Stock market volatility during the past week has millions of investors on edge.
And Forbes writer Brett Steenbarger, a psychologist who has been “fielding an unusually high level of phone calls and emails from concerned traders and investors,” shared his three keys to navigating the stormy financial waters for both private investors and professional money managers in an article over the weekend.
Here on Money & Markets, we’ll cover the most important points of his piece.
- Understand How Volatility Works — It’s commonly recognized that volatility rises during market corrections and bear markets. Less well appreciated is the fact that this ramping up of volatility is not a linear function, but an exponential one. The best thing you can do, psychologically, at these times is not buy or sell but breathe. The faster the markets, the more deliberate you want to become.
- Understand The Larger Picture At Work Here —A prudent investor has to consider the possibility that there is a larger picture at work here that could lead to further correction and that might require near-term adjustments, such as portfolio hedges.
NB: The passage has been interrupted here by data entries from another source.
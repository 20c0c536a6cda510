use clap::arg;

pub const CLAP_STYLING: clap::builder::styling::Styles = clap::builder::styling::Styles::styled()
    .header(clap_cargo::style::HEADER)
    .usage(clap_cargo::style::USAGE)
    .literal(clap_cargo::style::LITERAL)
    .placeholder(clap_cargo::style::PLACEHOLDER)
    .error(clap_cargo::style::ERROR)
    .valid(clap_cargo::style::VALID)
    .invalid(clap_cargo::style::INVALID);

pub const DEFAULT_SEED: &str = "https://www.google.com";

pub fn command_argument_builder() -> clap::Command {
    clap::Command::new("fievel")
        .version(env!("CARGO_PKG_VERSION"))
        .bin_name("fievel")
        .about("A depth-bounded, concurrent web crawler")
        .styles(CLAP_STYLING)
        .arg(
            arg!(-u --"url" <URL>)
                .required(false)
                .help("The website to be used as the root for the recursive web crawl")
                .default_value(DEFAULT_SEED),
        )
        .arg(
            arg!(-d --"depth" <DEPTH>)
                .required(false)
                .help("The cut off depth for the web crawler. Depths beyond it are never visited.")
                .value_parser(clap::value_parser!(usize))
                .default_value("3"),
        )
        .arg(
            arg!(-p --"parallel" <NUM_WORKERS>)
                .required(false)
                .help("The number of workers to run during each depth of the crawl")
                .value_parser(clap::value_parser!(u16).range(1..))
                .default_value("4"),
        )
        .arg(
            arg!(-v --"verbose")
                .required(false)
                .help("Print all non-critical errors along with crawl meta-data")
                .action(clap::ArgAction::SetTrue),
        )
        .arg(
            arg!(-q --"quiet")
                .required(false)
                .help("Suppress the startup message and progress spinner")
                .action(clap::ArgAction::SetTrue),
        )
        .arg(
            arg!(-o --"output" <PATH>)
                .required(false)
                .help("Save report to file (default: display to screen)")
                .value_parser(clap::value_parser!(std::path::PathBuf)),
        )
        .arg(
            arg!(-f --"format" <FORMAT>)
                .required(false)
                .help("Report format: text, json")
                .value_parser(["text", "json"])
                .default_value("text"),
        )
}
/// Emit a non-fatal diagnostic: `warn` when the crawl is verbose, `debug` otherwise.
macro_rules! diagnostic {
    ($verbose:expr, $($arg:tt)+) => {
        if $verbose {
            tracing::warn!($($arg)+);
        } else {
            tracing::debug!($($arg)+);
        }
    };
}

pub mod address;
pub mod config;
pub mod crawler;
pub mod error;
pub mod fetch;
pub mod links;
pub mod model;
pub mod worker;

pub use address::Address;
pub use config::CrawlConfig;
pub use crawler::{Crawler, ProgressCallback};
pub use error::ScanError;
pub use fetch::{Fetcher, TlsFetcher};
pub use model::{DepthRecord, VisitedIndex, WorkerResult};
pub use worker::Worker;
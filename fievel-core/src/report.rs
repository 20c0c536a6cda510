// Report generation from crawl results

use crate::crawl::{CrawlOptions, count_visited, generate_crawl_report};
use fievel_scanner::DepthRecord;
use std::fs::File;
use std::io::Write;
use std::path::Path;

#[derive(Debug, Clone, Copy, PartialEq, Eq)]
pub enum ReportFormat {
    Text,
    Json,
}

impl ReportFormat {
    pub fn from_str(s: &str) -> Option<Self> {
        match s.to_lowercase().as_str() {
            "text" | "txt" => Some(ReportFormat::Text),
            "json" => Some(ReportFormat::Json),
            _ => None,
        }
    }
}

pub fn generate_json_report(
    records: &[DepthRecord],
    options: &CrawlOptions,
) -> Result<String, serde_json::Error> {
    let json_report = serde_json::json!({
        "report": {
            "metadata": {
                "generator": "Fievel",
                "version": env!("CARGO_PKG_VERSION"),
                "generated_at": chrono::Utc::now().to_rfc3339(),
                "format": "json",
            },
            "crawl": {
                "seed": options.url,
                "max_depth": options.max_depth,
                "workers": options.threads,
            },
            "summary": {
                "depths_reached": records.len(),
                "total_visited": count_visited(records),
            },
            "depths": records,
        }
    });

    serde_json::to_string_pretty(&json_report)
}

/// Render `records` in the requested format.
pub fn generate_report(
    records: &[DepthRecord],
    options: &CrawlOptions,
    format: ReportFormat,
) -> Result<String, serde_json::Error> {
    match format {
        ReportFormat::Text => Ok(generate_crawl_report(records)),
        ReportFormat::Json => generate_json_report(records, options),
    }
}

pub fn save_report(content: &str, path: &Path) -> std::io::Result<()> {
    let mut file = File::create(path)?;
    file.write_all(content.as_bytes())?;
    Ok(())
}
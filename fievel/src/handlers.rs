use anyhow::{Context, Result, anyhow};
use clap::ArgMatches;
use colored::Colorize;
use fievel_core::crawl::{CrawlOptions, count_visited, execute_crawl};
use fievel_core::print_banner;
use fievel_core::report::{ReportFormat, generate_report, save_report};
use std::path::PathBuf;
use tracing::debug;
use tracing_subscriber::EnvFilter;
use url::Url;

/// Everything `handle_crawl` needs, pulled out of the parsed command line.
#[derive(Debug, Clone)]
pub struct CrawlRequest {
    pub options: CrawlOptions,
    pub format: ReportFormat,
    pub output: Option<PathBuf>,
    pub quiet: bool,
}

/// Install the fmt subscriber. `RUST_LOG` wins; otherwise `--verbose` selects `info`.
pub fn init_tracing(verbose: bool) {
    let default_level = if verbose { "info" } else { "warn" };
    let filter =
        EnvFilter::try_from_default_env().unwrap_or_else(|_| EnvFilter::new(default_level));
    let _ = tracing_subscriber::fmt()
        .with_env_filter(filter)
        .with_target(false)
        .try_init();
}

/// The seed must be an absolute URL with a host; the crawler cannot start from anything else.
pub fn validate_seed(raw: &str) -> Result<Url, String> {
    let invalid = || format!("URL should be in the form 'https://www.<hostname>/<path>', got '{}'", raw);

    let url = Url::parse(raw).map_err(|_| invalid())?;
    match url.host_str() {
        Some(host) if !host.is_empty() => Ok(url),
        _ => Err(invalid()),
    }
}

pub fn build_crawl_request(matches: &ArgMatches) -> Result<CrawlRequest, String> {
    let raw_url = matches
        .get_one::<String>("url")
        .map(String::as_str)
        .unwrap_or(crate::commands::DEFAULT_SEED);
    let seed = validate_seed(raw_url)?;

    let max_depth = *matches.get_one::<usize>("depth").unwrap_or(&3);
    let threads = usize::from(*matches.get_one::<u16>("parallel").unwrap_or(&4));
    let verbose = matches.get_flag("verbose");
    let quiet = matches.get_flag("quiet");

    let format_name = matches
        .get_one::<String>("format")
        .map(String::as_str)
        .unwrap_or("text");
    let format = ReportFormat::from_str(format_name)
        .ok_or_else(|| format!("Unknown report format '{}'", format_name))?;

    Ok(CrawlRequest {
        options: CrawlOptions {
            url: seed.to_string(),
            threads,
            max_depth,
            verbose,
            // The spinner would fight with log lines for the terminal.
            show_progress_bars: !quiet && !verbose,
        },
        format,
        output: matches.get_one::<PathBuf>("output").cloned(),
        quiet,
    })
}

pub async fn handle_crawl(matches: &ArgMatches) -> Result<()> {
    let request = build_crawl_request(matches).map_err(|e| anyhow!(e))?;
    init_tracing(request.options.verbose);
    debug!("Crawl options: {:?}", request.options);

    if !request.quiet {
        print_banner(request.options.threads);
    }

    let records = execute_crawl(request.options.clone(), None)
        .await
        .map_err(|e| anyhow!(e))?;

    let report = generate_report(&records, &request.options, request.format)
        .context("Failed to render report")?;

    match request.output {
        Some(ref path) => {
            save_report(&report, path)
                .with_context(|| format!("Failed to save report to {}", path.display()))?;
            if !request.quiet {
                println!(
                    "{} Visited {} addresses across {} depths",
                    "✓".green().bold(),
                    count_visited(&records),
                    records.len()
                );
                println!("{} Report saved to {}", "✓".green().bold(), path.display());
            }
        }
        None => {
            println!();
            println!("{}", report);
        }
    }

    Ok(())
}
pub mod crawl;
pub mod report;

use colored::Colorize;

/// Print the startup line shown before a crawl begins.
pub fn print_banner(threads: usize) {
    println!(
        "{}",
        format!("Successfully started the web crawler with {} threads!", threads).green()
    );
}
pub mod commands;
pub mod handlers;

// Re-export commonly used handler functions for convenience
pub use handlers::{CrawlRequest, build_crawl_request, handle_crawl, init_tracing, validate_seed};

// Re-export crawl functionality from fievel-core
pub use fievel_core::crawl::{CrawlOptions, execute_crawl, generate_crawl_report};
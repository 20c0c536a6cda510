use crate::error::{Result, ScanError};
use std::fmt;
use url::Url;

/// A `(host, path)` pair split out of an absolute URL.
#[derive(Debug, Clone, PartialEq, Eq, Hash)]
pub struct Address {
    host: String,
    path: String,
}

impl Address {
    /// Parse a raw URL string into its host and path.
    ///
    /// Anything without a usable host is a `MalformedAddress`. Query strings and fragments are
    /// dropped, and an empty path becomes `/`.
    pub fn parse(raw: &str) -> Result<Self> {
        let url = Url::parse(raw).map_err(|e| ScanError::MalformedAddress(format!("{raw} ({e})")))?;

        let host = match url.host_str() {
            Some(host) if !host.is_empty() => host.to_string(),
            _ => return Err(ScanError::MalformedAddress(format!("{raw} (no host)"))),
        };

        let path = match url.path() {
            "" => "/".to_string(),
            path => path.to_string(),
        };

        Ok(Self { host, path })
    }

    pub fn host(&self) -> &str {
        &self.host
    }

    pub fn path(&self) -> &str {
        &self.path
    }

    /// `host + path`, the form recorded in visited sets and compared for duplicates.
    pub fn key(&self) -> String {
        format!("{}{}", self.host, self.path)
    }
}

impl fmt::Display for Address {
    fn fmt(&self, f: &mut fmt::Formatter<'_>) -> fmt::Result {
        write!(f, "{}{}", self.host, self.path)
    }
}
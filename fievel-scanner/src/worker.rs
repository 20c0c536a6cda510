use crate::address::Address;
use crate::crawler::ProgressCallback;
use crate::fetch::Fetcher;
use crate::links::extract_links;
use crate::model::{VisitedIndex, WorkerResult};
use std::sync::Arc;
use tracing::debug;

/// Visits one batch of addresses for a single round.
///
/// A worker only reads the shared [`VisitedIndex`]; what it finds stays in its own
/// [`WorkerResult`] until the crawler joins it.
pub struct Worker<F: Fetcher> {
    id: usize,
    batch: Vec<String>,
    visited_index: Arc<VisitedIndex>,
    fetcher: Arc<F>,
    verbose: bool,
    progress_callback: Option<ProgressCallback>,
}

impl<F: Fetcher> Worker<F> {
    pub fn new(
        id: usize,
        batch: Vec<String>,
        visited_index: Arc<VisitedIndex>,
        fetcher: Arc<F>,
    ) -> Self {
        Self {
            id,
            batch,
            visited_index,
            fetcher,
            verbose: false,
            progress_callback: None,
        }
    }

    pub fn with_verbose(mut self, verbose: bool) -> Self {
        self.verbose = verbose;
        self
    }

    pub fn with_progress_callback(mut self, callback: Option<ProgressCallback>) -> Self {
        self.progress_callback = callback;
        self
    }

    pub async fn run(self) -> WorkerResult {
        debug!("Worker {} started with {} addresses", self.id, self.batch.len());
        let mut result = WorkerResult::default();

        for raw in &self.batch {
            let address = match Address::parse(raw) {
                Ok(address) => address,
                Err(e) => {
                    diagnostic!(self.verbose, "Worker {}: {}, skipping", self.id, e);
                    continue;
                }
            };

            if let Some(ref callback) = self.progress_callback {
                callback(self.id, raw.clone());
            }

            match self.fetcher.fetch(&address).await {
                Ok(body) => {
                    for candidate in extract_links(&body) {
                        let Ok(link) = Address::parse(candidate) else {
                            diagnostic!(self.verbose, "Malformed link {} on {}, skipping", candidate, address);
                            continue;
                        };
                        if self.visited_index.contains(&link.key()) {
                            continue;
                        }
                        result.discovered.push(candidate.to_string());
                    }
                }
                Err(e) => {
                    diagnostic!(self.verbose, "Worker {}: {}, skipping", self.id, e);
                }
            }

            // Attempted counts as visited, even when the fetch failed.
            result.visited.push(address.key());
        }

        debug!(
            "Worker {} finished: {} visited, {} discovered",
            self.id,
            result.visited.len(),
            result.discovered.len()
        );
        result
    }
}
- Understand The Potential Reward At Work Here — There has been considerable short term movement–and it has been in both directions. Moreover, some of the further declines have been sizable, as in 2008, 2011, 2015, and early 2018. Once again, this calls for caution and planning. That being said, many of these volatile periods have occurred near important market lows, also as in 2008, 2011, 2015, and 2018. When everything is downticking, it means that investors are bailing out of the great majority of shares–the good companies and the not-so-good. Recently we saw fewer than 5% of stocks in the S&P 500 universe trade above their 3, 5, 10, and 20-day moving averages! That kind of fearful selling often marks periods of longer-term value and opportunity.
The most important psychological takeaway, Steenbarger says, is that the usual advice of trading coaches — staying disciplined and stick to your plans — can be detrimental.
Markets have changed: direction has changed, correlations among stocks have changed, volatility has changed. Just as you would adapt your travel plans if you saw bad weather, it makes sense to revisit your trading and investment plans when the market climate shifts.